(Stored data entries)
Start of Block
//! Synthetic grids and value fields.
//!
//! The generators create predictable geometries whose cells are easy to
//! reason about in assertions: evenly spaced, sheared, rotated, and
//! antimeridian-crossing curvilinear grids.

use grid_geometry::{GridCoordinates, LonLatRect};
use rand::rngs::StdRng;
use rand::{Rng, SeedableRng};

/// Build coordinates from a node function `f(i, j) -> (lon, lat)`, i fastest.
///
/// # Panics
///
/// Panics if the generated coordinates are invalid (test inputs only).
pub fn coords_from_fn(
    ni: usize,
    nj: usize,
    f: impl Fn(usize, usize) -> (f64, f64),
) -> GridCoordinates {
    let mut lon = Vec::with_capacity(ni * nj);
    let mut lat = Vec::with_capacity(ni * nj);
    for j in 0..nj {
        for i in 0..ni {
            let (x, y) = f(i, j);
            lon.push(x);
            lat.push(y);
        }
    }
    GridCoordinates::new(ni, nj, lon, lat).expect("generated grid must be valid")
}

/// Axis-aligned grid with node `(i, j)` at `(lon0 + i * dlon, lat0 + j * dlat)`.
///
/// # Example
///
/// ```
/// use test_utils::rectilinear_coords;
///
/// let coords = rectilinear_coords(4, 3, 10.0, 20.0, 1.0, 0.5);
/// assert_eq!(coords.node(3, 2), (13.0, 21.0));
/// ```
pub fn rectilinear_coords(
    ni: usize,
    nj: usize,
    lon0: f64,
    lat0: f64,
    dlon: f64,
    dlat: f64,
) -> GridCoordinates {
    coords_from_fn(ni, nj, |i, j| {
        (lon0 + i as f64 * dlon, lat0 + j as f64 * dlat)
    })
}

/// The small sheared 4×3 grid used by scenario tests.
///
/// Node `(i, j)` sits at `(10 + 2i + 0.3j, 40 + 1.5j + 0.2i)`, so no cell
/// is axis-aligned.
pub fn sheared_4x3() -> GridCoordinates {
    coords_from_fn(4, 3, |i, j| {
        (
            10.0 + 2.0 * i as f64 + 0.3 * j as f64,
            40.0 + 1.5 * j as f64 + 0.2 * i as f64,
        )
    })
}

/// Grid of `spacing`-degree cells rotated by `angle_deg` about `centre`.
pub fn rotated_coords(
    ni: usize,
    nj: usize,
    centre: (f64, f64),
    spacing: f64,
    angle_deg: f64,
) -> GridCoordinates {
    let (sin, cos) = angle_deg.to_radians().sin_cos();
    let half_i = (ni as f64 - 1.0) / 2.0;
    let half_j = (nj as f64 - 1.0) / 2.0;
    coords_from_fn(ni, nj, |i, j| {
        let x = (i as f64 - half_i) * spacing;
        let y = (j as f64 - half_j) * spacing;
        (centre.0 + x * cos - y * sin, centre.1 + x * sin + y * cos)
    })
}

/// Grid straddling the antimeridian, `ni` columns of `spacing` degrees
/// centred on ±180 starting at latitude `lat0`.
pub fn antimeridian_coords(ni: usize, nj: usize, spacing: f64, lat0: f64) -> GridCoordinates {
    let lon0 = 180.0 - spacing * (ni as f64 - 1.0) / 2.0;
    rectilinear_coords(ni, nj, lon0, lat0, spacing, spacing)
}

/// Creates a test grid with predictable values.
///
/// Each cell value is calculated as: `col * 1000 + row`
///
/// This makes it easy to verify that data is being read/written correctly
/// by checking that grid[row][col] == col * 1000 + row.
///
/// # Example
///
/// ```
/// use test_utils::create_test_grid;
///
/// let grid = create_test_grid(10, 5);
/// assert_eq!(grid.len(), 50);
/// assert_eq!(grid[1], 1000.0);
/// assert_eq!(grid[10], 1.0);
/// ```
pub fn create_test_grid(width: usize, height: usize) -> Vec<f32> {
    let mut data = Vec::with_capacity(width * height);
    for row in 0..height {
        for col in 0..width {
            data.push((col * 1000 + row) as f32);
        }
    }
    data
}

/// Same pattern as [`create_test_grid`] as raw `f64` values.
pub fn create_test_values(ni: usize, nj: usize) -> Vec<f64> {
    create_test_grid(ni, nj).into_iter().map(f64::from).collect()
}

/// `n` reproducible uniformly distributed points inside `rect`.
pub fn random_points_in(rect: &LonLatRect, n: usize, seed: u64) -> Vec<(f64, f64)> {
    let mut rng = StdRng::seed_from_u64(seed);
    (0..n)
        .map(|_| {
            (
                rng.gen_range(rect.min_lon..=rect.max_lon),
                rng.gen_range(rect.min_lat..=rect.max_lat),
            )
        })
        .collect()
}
End of Block
Start of Block
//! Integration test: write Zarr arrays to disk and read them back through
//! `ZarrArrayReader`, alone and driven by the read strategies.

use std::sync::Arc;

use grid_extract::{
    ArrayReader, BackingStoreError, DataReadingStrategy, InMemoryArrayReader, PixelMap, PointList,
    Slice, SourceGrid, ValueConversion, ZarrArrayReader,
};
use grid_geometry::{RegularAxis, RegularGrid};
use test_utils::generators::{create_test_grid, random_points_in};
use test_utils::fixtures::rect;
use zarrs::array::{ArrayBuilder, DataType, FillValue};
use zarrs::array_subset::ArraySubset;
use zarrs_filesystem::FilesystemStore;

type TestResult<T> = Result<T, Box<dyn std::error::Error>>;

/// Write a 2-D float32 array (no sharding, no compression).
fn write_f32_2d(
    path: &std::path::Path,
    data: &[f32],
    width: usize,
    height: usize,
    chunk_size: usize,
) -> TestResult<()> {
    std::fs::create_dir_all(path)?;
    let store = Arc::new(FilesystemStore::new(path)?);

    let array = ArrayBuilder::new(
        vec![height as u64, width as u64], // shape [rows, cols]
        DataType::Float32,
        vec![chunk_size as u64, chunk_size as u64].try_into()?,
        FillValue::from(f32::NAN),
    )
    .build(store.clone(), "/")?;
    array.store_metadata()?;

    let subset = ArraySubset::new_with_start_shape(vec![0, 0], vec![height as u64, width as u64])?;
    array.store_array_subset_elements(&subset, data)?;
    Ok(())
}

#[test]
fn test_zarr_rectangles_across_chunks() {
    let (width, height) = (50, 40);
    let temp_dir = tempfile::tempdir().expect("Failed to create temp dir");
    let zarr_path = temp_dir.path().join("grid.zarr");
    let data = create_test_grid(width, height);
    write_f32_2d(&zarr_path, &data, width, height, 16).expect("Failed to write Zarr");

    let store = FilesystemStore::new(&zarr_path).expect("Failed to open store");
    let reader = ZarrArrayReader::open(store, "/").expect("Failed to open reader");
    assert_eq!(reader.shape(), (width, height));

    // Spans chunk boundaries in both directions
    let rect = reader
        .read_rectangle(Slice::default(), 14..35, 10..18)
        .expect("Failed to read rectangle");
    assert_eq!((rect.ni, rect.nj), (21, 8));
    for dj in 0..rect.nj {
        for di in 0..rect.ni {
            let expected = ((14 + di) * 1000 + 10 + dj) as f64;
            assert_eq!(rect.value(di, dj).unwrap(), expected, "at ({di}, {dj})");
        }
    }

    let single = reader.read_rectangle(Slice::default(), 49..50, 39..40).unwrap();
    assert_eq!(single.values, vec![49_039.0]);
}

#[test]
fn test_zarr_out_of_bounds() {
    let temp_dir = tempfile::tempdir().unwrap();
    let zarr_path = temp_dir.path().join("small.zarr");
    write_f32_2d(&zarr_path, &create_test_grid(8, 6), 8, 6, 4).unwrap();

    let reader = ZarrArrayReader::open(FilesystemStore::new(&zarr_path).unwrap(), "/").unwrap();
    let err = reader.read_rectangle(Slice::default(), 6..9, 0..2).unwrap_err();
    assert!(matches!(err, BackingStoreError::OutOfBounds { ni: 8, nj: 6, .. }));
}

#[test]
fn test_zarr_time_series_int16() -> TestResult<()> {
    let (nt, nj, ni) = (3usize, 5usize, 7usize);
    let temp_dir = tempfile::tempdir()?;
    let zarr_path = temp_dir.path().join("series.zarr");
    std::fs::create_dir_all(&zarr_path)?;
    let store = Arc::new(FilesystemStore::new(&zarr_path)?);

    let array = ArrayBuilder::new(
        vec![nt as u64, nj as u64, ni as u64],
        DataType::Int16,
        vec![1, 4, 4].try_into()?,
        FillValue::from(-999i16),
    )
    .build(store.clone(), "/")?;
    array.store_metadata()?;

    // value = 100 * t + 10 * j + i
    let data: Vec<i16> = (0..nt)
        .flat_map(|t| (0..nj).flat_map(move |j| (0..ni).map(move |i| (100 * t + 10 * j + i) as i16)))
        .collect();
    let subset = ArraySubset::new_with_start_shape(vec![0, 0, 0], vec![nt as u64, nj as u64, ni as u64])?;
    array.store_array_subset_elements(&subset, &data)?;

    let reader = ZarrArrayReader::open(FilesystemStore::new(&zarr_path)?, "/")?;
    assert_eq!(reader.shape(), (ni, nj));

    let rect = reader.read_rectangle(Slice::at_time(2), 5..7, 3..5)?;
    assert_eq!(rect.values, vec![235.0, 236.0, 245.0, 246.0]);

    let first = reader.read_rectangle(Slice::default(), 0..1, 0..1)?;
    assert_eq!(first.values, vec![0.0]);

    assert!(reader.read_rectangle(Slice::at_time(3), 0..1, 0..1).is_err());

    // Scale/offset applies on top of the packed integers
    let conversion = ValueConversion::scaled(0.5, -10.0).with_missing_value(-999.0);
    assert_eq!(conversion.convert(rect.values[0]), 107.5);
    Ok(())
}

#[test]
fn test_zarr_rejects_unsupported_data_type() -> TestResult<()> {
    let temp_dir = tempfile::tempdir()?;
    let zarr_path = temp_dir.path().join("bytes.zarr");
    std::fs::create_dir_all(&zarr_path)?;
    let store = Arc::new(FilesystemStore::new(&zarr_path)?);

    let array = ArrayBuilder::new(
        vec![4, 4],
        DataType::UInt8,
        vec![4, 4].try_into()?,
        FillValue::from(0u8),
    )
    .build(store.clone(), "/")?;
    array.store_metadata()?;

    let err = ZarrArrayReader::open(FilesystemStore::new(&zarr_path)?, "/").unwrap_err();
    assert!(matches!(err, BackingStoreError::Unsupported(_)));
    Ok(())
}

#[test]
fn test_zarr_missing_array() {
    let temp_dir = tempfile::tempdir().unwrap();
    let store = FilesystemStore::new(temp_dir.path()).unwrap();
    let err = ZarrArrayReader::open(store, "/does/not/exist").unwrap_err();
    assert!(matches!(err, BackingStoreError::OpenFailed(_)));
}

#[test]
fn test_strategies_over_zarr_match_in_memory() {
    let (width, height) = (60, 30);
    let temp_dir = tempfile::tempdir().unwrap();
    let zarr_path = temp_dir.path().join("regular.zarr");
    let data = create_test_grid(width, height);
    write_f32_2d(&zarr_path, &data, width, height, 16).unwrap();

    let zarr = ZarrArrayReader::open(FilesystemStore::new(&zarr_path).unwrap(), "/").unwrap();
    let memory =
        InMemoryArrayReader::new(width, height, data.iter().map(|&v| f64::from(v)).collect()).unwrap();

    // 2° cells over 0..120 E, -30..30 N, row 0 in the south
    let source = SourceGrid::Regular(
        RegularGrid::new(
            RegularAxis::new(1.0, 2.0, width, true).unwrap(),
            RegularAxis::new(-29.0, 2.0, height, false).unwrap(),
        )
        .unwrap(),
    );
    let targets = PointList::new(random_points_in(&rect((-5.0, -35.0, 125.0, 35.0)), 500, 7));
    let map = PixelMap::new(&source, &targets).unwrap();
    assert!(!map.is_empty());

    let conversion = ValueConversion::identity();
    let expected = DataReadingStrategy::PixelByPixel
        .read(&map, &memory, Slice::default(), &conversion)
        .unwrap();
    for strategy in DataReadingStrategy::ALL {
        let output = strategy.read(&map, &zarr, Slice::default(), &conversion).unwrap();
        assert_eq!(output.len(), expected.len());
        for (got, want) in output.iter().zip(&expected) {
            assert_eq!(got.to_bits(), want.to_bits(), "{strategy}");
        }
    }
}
End of Block
## [TASK TO COMPLETE]
Check each line above for the word "generated" and give the number of lines that have it, nothing else.

## [TASK ANSWER]
2